Data to use START

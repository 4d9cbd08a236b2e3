//! Demo driver running the baseline pair selection over a toy event sample
//!
//! The heavy lifting lives in the library. This binary loads the run
//! configuration, generates toy events, classifies the leading candidate pair
//! of each of them, and reports the accumulated cut flow.

use eyre::{Result, WrapErr};

use mutau::{
    config::Configuration,
    cutflow::CutFlow,
    event::Event,
    lepton::Variation,
    momentum, output,
    pairsel::PairSelector,
    random::RandomGenerator,
    scheduling,
    toygen::ToyEventGenerator,
};

use prefix_num_ops::real::*;

use std::time::Instant;

/// This will act as our main function, with suitable error handling
fn main() -> Result<()> {
    // ### CONFIGURATION READOUT ###

    // The work of loading, parsing, and checking the configuration has been
    // offloaded to a dedicated struct
    let cfg = Configuration::load("selection.cfg").wrap_err("Failed to load the configuration")?;

    // ### SELECTION INITIALIZATION ###

    // NOTE: The clock starts after configuration I/O, to avoid IO-induced
    //       timing fluctuations
    let saved_time = Instant::now();

    // Initialize the toy event generator
    let generator = ToyEventGenerator::default();

    // The extra-lepton vetoes normally read reconstruction detail that the
    // toy sample does not model, so this demo scans for any additional lepton
    // of the requested flavour passing the veto kinematics instead
    let veto_cuts = cfg.cuts;
    let third_lepton_veto =
        move |event: &Event, muon_index: usize, tau_index: usize, pdg_id: i32| {
            event
                .leptons
                .iter()
                .enumerate()
                .filter(|(index, _)| *index != muon_index && *index != tau_index)
                .any(|(_, lepton)| {
                    let p4 = lepton.p4(Variation::Nominal);
                    lepton.pdg_id().abs() == pdg_id
                        && momentum::pt(&p4) > veto_cuts.veto_muon_min_pt
                        && abs(momentum::eta(&p4)) < veto_cuts.veto_muon_max_abs_eta
                        && lepton.props().rel_iso < veto_cuts.veto_muon_max_iso
                })
        };

    // Initialize the pair selector
    let mut selector = PairSelector::new(cfg.mode()).with_third_lepton_veto(third_lepton_veto);
    selector.cuts = cfg.cuts;

    // ### SELECTION EXECUTION ###

    // This kernel processes one batch of toy events, given the identifier of
    // the first event in the batch and the generator stream reserved for it,
    // and returns the accumulated cut-flow tallies
    let process_events = |first_id: u64, batch_size: usize, rng: &mut RandomGenerator| {
        let mut tally = CutFlow::new();
        for offset in 0..batch_size as u64 {
            // Generate an event
            let mut event = generator.generate(first_id + offset, rng)?;

            // Classify its leading candidate pair and tally the verdict
            tally.record(selector.select(&mut event, 0));
        }
        Ok(tally)
    };

    // Run the selection
    let tally = scheduling::run_selection(cfg.num_events, cfg.seed, process_events)
        .wrap_err("Failed to process the event sample")?;

    // ### RESULTS DISPLAY AND STORAGE ###

    // Measure how much time has elapsed
    let elapsed_time = saved_time.elapsed();

    // Send the tallies to the standard output and to disk and we're done
    output::dump_results(&cfg, &tally, elapsed_time).wrap_err("Failed to output the results")?;

    // ...and we're done
    Ok(())
}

Data to use END

**Exercise instructions**:
Return only the part of the records above that opens with the line containing "to avoid IO-induced" and closes with the line containing "momentum::pt(&p4) > veto_cuts.veto_muon_min_pt", ends included.

**Solution to the problem**:
    // NOTE: The clock starts after configuration I/O, to avoid IO-induced
    //       timing fluctuations
    let saved_time = Instant::now();

    // Initialize the toy event generator
    let generator = ToyEventGenerator::default();

    // The extra-lepton vetoes normally read reconstruction detail that the
    // toy sample does not model, so this demo scans for any additional lepton
    // of the requested flavour passing the veto kinematics instead
    let veto_cuts = cfg.cuts;
    let third_lepton_veto =
        move |event: &Event, muon_index: usize, tau_index: usize, pdg_id: i32| {
            event
                .leptons
                .iter()
                .enumerate()
                .filter(|(index, _)| *index != muon_index && *index != tau_index)
                .any(|(_, lepton)| {
                    let p4 = lepton.p4(Variation::Nominal);
                    lepton.pdg_id().abs() == pdg_id
                        && momentum::pt(&p4) > veto_cuts.veto_muon_min_pt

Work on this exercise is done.